// Core coordination module - guild locks, error reporting, platform ports
// and event dispatch shared by every pipeline.

pub mod dispatcher;
pub mod error_sink;
pub mod guild_locks;
pub mod platform;

pub use dispatcher::*;
pub use error_sink::*;
pub use guild_locks::*;
pub use platform::*;
// SQLite-backed starboard records.
//
// Tables:
// - starboard: One row per starred message and its mirror in the starboard channel

use crate::core::coordination::StoreError;
use crate::core::starboard::{DeleteOutcome, StarboardEntry, StarboardStore};
use async_trait::async_trait;
use sqlx::sqlite::SqliteRow;
use sqlx::{Pool, Row, Sqlite};

pub struct SqliteStarboardStore {
    pool: Pool<Sqlite>,
}

impl SqliteStarboardStore {
    pub fn new(pool: Pool<Sqlite>) -> Self {
        Self { pool }
    }

    /// Run database migrations to create required tables.
    pub async fn migrate(&self) -> Result<(), StoreError> {
        sqlx::query(
            r#"
            CREATE TABLE IF NOT EXISTS starboard (
                guild_id INTEGER NOT NULL,
                channel_id INTEGER NOT NULL,
                message_id INTEGER NOT NULL,
                star_message_id INTEGER,
                star_count INTEGER NOT NULL DEFAULT 0,
                PRIMARY KEY (guild_id, channel_id, message_id)
            );
            CREATE INDEX IF NOT EXISTS idx_starboard_guild_message
                ON starboard(guild_id, message_id);
            "#,
        )
        .execute(&self.pool)
        .await
        .map_err(|e| StoreError::StorageError(e.to_string()))?;

        Ok(())
    }
}

fn entry_from_row(row: &SqliteRow) -> StarboardEntry {
    StarboardEntry {
        guild_id: row.get::<i64, _>("guild_id") as u64,
        channel_id: row.get::<i64, _>("channel_id") as u64,
        message_id: row.get::<i64, _>("message_id") as u64,
        star_message_id: row
            .get::<Option<i64>, _>("star_message_id")
            .map(|id| id as u64),
        star_count: row.get::<i64, _>("star_count") as u32,
    }
}

#[async_trait]
impl StarboardStore for SqliteStarboardStore {
    async fn delete_by_message(
        &self,
        guild_id: u64,
        message_id: u64,
    ) -> Result<DeleteOutcome, StoreError> {
        let rows = sqlx::query(
            r#"
            DELETE FROM starboard
            WHERE guild_id = ? AND message_id = ?
            RETURNING guild_id, channel_id, message_id, star_message_id, star_count
            "#,
        )
        .bind(guild_id as i64)
        .bind(message_id as i64)
        .fetch_all(&self.pool)
        .await
        .map_err(|e| StoreError::StorageError(e.to_string()))?;

        let deleted: Vec<StarboardEntry> = rows.iter().map(entry_from_row).collect();
        Ok(DeleteOutcome {
            affected: deleted.len() as u64,
            deleted,
        })
    }

    async fn get_entry(
        &self,
        guild_id: u64,
        message_id: u64,
    ) -> Result<Option<StarboardEntry>, StoreError> {
        let row = sqlx::query(
            r#"
            SELECT guild_id, channel_id, message_id, star_message_id, star_count
            FROM starboard
            WHERE guild_id = ? AND message_id = ?
            "#,
        )
        .bind(guild_id as i64)
        .bind(message_id as i64)
        .fetch_optional(&self.pool)
        .await
        .map_err(|e| StoreError::StorageError(e.to_string()))?;

        Ok(row.as_ref().map(entry_from_row))
    }

    async fn upsert_entry(&self, entry: &StarboardEntry) -> Result<(), StoreError> {
        sqlx::query(
            r#"
            INSERT INTO starboard (guild_id, channel_id, message_id, star_message_id, star_count)
            VALUES (?, ?, ?, ?, ?)
            ON CONFLICT(guild_id, channel_id, message_id) DO UPDATE SET
                star_message_id = COALESCE(excluded.star_message_id, starboard.star_message_id),
                star_count = excluded.star_count
            "#,
        )
        .bind(entry.guild_id as i64)
        .bind(entry.channel_id as i64)
        .bind(entry.message_id as i64)
        .bind(entry.star_message_id.map(|id| id as i64))
        .bind(entry.star_count as i64)
        .execute(&self.pool)
        .await
        .map_err(|e| StoreError::StorageError(e.to_string()))?;
        Ok(())
    }
}

#[cfg(test)]
mod tests {
    use super::*;
    use crate::infra::sqlite::open_pool;
    use tempfile::TempDir;

    async fn store() -> (TempDir, SqliteStarboardStore) {
        let dir = tempfile::tempdir().unwrap();
        let path = dir.path().join("starboard.db");
        let pool = open_pool(path.to_str().unwrap()).await.unwrap();
        let store = SqliteStarboardStore::new(pool);
        store.migrate().await.unwrap();
        (dir, store)
    }

    fn starred() -> StarboardEntry {
        StarboardEntry {
            guild_id: 1,
            channel_id: 11,
            message_id: 111,
            star_message_id: Some(123),
            star_count: 3,
        }
    }

    #[tokio::test]
    async fn test_delete_returns_removed_row_once() {
        let (_dir, store) = store().await;
        store.upsert_entry(&starred()).await.unwrap();

        let first = store.delete_by_message(1, 111).await.unwrap();
        assert_eq!(first.affected, 1);
        assert_eq!(first.deleted, vec![starred()]);

        let second = store.delete_by_message(1, 111).await.unwrap();
        assert_eq!(second, DeleteOutcome::default());
    }

    #[tokio::test]
    async fn test_delete_is_scoped_to_guild() {
        let (_dir, store) = store().await;
        store.upsert_entry(&starred()).await.unwrap();

        let outcome = store.delete_by_message(2, 111).await.unwrap();
        assert_eq!(outcome.affected, 0);
        assert!(store.get_entry(1, 111).await.unwrap().is_some());
    }

    #[tokio::test]
    async fn test_upsert_keeps_known_mirror() {
        let (_dir, store) = store().await;
        store.upsert_entry(&starred()).await.unwrap();

        store
            .upsert_entry(&StarboardEntry {
                star_message_id: None,
                star_count: 4,
                ..starred()
            })
            .await
            .unwrap();

        let entry = store.get_entry(1, 111).await.unwrap().unwrap();
        assert_eq!(entry.star_count, 4);
        assert_eq!(entry.star_message_id, Some(123));
    }
}
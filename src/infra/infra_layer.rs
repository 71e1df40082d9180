// The infra module contains implementations of core traits.
// Each feature implementation goes in its own submodule.

#[path = "sqlite.rs"]
pub mod sqlite;

#[path = "moderation/sqlite_case_store.rs"]
pub mod moderation;

#[path = "starboard/sqlite_starboard_store.rs"]
pub mod starboard;

#[path = "settings/sqlite_settings_store.rs"]
pub mod settings;

#[path = "diagnostics/tracing_sink.rs"]
pub mod diagnostics;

○ ○ ○

Exercise aim —
An exact restatement of the data above is required.

Task answer —
// Core coordination module - guild locks, error reporting, platform ports
// and event dispatch shared by every pipeline.

pub mod dispatcher;
pub mod error_sink;
pub mod guild_locks;
pub mod platform;

pub use dispatcher::*;
pub use error_sink::*;
pub use guild_locks::*;
pub use platform::*;
// SQLite-backed starboard records.
//
// Tables:
// - starboard: One row per starred message and its mirror in the starboard channel

use crate::core::coordination::StoreError;
use crate::core::starboard::{DeleteOutcome, StarboardEntry, StarboardStore};
use async_trait::async_trait;
use sqlx::sqlite::SqliteRow;
use sqlx::{Pool, Row, Sqlite};

pub struct SqliteStarboardStore {
    pool: Pool<Sqlite>,
}

impl SqliteStarboardStore {
    pub fn new(pool: Pool<Sqlite>) -> Self {
        Self { pool }
    }

    /// Run database migrations to create required tables.
    pub async fn migrate(&self) -> Result<(), StoreError> {
        sqlx::query(
            r#"
            CREATE TABLE IF NOT EXISTS starboard (
                guild_id INTEGER NOT NULL,
                channel_id INTEGER NOT NULL,
                message_id INTEGER NOT NULL,
                star_message_id INTEGER,
                star_count INTEGER NOT NULL DEFAULT 0,
                PRIMARY KEY (guild_id, channel_id, message_id)
            );
            CREATE INDEX IF NOT EXISTS idx_starboard_guild_message
                ON starboard(guild_id, message_id);
            "#,
        )
        .execute(&self.pool)
        .await
        .map_err(|e| StoreError::StorageError(e.to_string()))?;

        Ok(())
    }
}

fn entry_from_row(row: &SqliteRow) -> StarboardEntry {
    StarboardEntry {
        guild_id: row.get::<i64, _>("guild_id") as u64,
        channel_id: row.get::<i64, _>("channel_id") as u64,
        message_id: row.get::<i64, _>("message_id") as u64,
        star_message_id: row
            .get::<Option<i64>, _>("star_message_id")
            .map(|id| id as u64),
        star_count: row.get::<i64, _>("star_count") as u32,
    }
}

#[async_trait]
impl StarboardStore for SqliteStarboardStore {
    async fn delete_by_message(
        &self,
        guild_id: u64,
        message_id: u64,
    ) -> Result<DeleteOutcome, StoreError> {
        let rows = sqlx::query(
            r#"
            DELETE FROM starboard
            WHERE guild_id = ? AND message_id = ?
            RETURNING guild_id, channel_id, message_id, star_message_id, star_count
            "#,
        )
        .bind(guild_id as i64)
        .bind(message_id as i64)
        .fetch_all(&self.pool)
        .await
        .map_err(|e| StoreError::StorageError(e.to_string()))?;

        let deleted: Vec<StarboardEntry> = rows.iter().map(entry_from_row).collect();
        Ok(DeleteOutcome {
            affected: deleted.len() as u64,
            deleted,
        })
    }

    async fn get_entry(
        &self,
        guild_id: u64,
        message_id: u64,
    ) -> Result<Option<StarboardEntry>, StoreError> {
        let row = sqlx::query(
            r#"
            SELECT guild_id, channel_id, message_id, star_message_id, star_count
            FROM starboard
            WHERE guild_id = ? AND message_id = ?
            "#,
        )
        .bind(guild_id as i64)
        .bind(message_id as i64)
        .fetch_optional(&self.pool)
        .await
        .map_err(|e| StoreError::StorageError(e.to_string()))?;

        Ok(row.as_ref().map(entry_from_row))
    }

    async fn upsert_entry(&self, entry: &StarboardEntry) -> Result<(), StoreError> {
        sqlx::query(
            r#"
            INSERT INTO starboard (guild_id, channel_id, message_id, star_message_id, star_count)
            VALUES (?, ?, ?, ?, ?)
            ON CONFLICT(guild_id, channel_id, message_id) DO UPDATE SET
                star_message_id = COALESCE(excluded.star_message_id, starboard.star_message_id),
                star_count = excluded.star_count
            "#,
        )
        .bind(entry.guild_id as i64)
        .bind(entry.channel_id as i64)
        .bind(entry.message_id as i64)
        .bind(entry.star_message_id.map(|id| id as i64))
        .bind(entry.star_count as i64)
        .execute(&self.pool)
        .await
        .map_err(|e| StoreError::StorageError(e.to_string()))?;
        Ok(())
    }
}

#[cfg(test)]
mod tests {
    use super::*;
    use crate::infra::sqlite::open_pool;
    use tempfile::TempDir;

    async fn store() -> (TempDir, SqliteStarboardStore) {
        let dir = tempfile::tempdir().unwrap();
        let path = dir.path().join("starboard.db");
        let pool = open_pool(path.to_str().unwrap()).await.unwrap();
        let store = SqliteStarboardStore::new(pool);
        store.migrate().await.unwrap();
        (dir, store)
    }

    fn starred() -> StarboardEntry {
        StarboardEntry {
            guild_id: 1,
            channel_id: 11,
            message_id: 111,
            star_message_id: Some(123),
            star_count: 3,
        }
    }

    #[tokio::test]
    async fn test_delete_returns_removed_row_once() {
        let (_dir, store) = store().await;
        store.upsert_entry(&starred()).await.unwrap();

        let first = store.delete_by_message(1, 111).await.unwrap();
        assert_eq!(first.affected, 1);
        assert_eq!(first.deleted, vec![starred()]);

        let second = store.delete_by_message(1, 111).await.unwrap();
        assert_eq!(second, DeleteOutcome::default());
    }

    #[tokio::test]
    async fn test_delete_is_scoped_to_guild() {
        let (_dir, store) = store().await;
        store.upsert_entry(&starred()).await.unwrap();

        let outcome = store.delete_by_message(2, 111).await.unwrap();
        assert_eq!(outcome.affected, 0);
        assert!(store.get_entry(1, 111).await.unwrap().is_some());
    }

    #[tokio::test]
    async fn test_upsert_keeps_known_mirror() {
        let (_dir, store) = store().await;
        store.upsert_entry(&starred()).await.unwrap();

        store
            .upsert_entry(&StarboardEntry {
                star_message_id: None,
                star_count: 4,
                ..starred()
            })
            .await
            .unwrap();

        let entry = store.get_entry(1, 111).await.unwrap().unwrap();
        assert_eq!(entry.star_count, 4);
        assert_eq!(entry.star_message_id, Some(123));
    }
}
filename src/infra/infra_layer.rs
repository 71e1df40082d9180
// The infra module contains implementations of core traits.
// Each feature implementation goes in its own submodule.

#[path = "sqlite.rs"]
pub mod sqlite;

#[path = "moderation/sqlite_case_store.rs"]
pub mod moderation;

#[path = "starboard/sqlite_starboard_store.rs"]
pub mod starboard;

#[path = "settings/sqlite_settings_store.rs"]
pub mod settings;

#[path = "diagnostics/tracing_sink.rs"]
pub mod diagnostics;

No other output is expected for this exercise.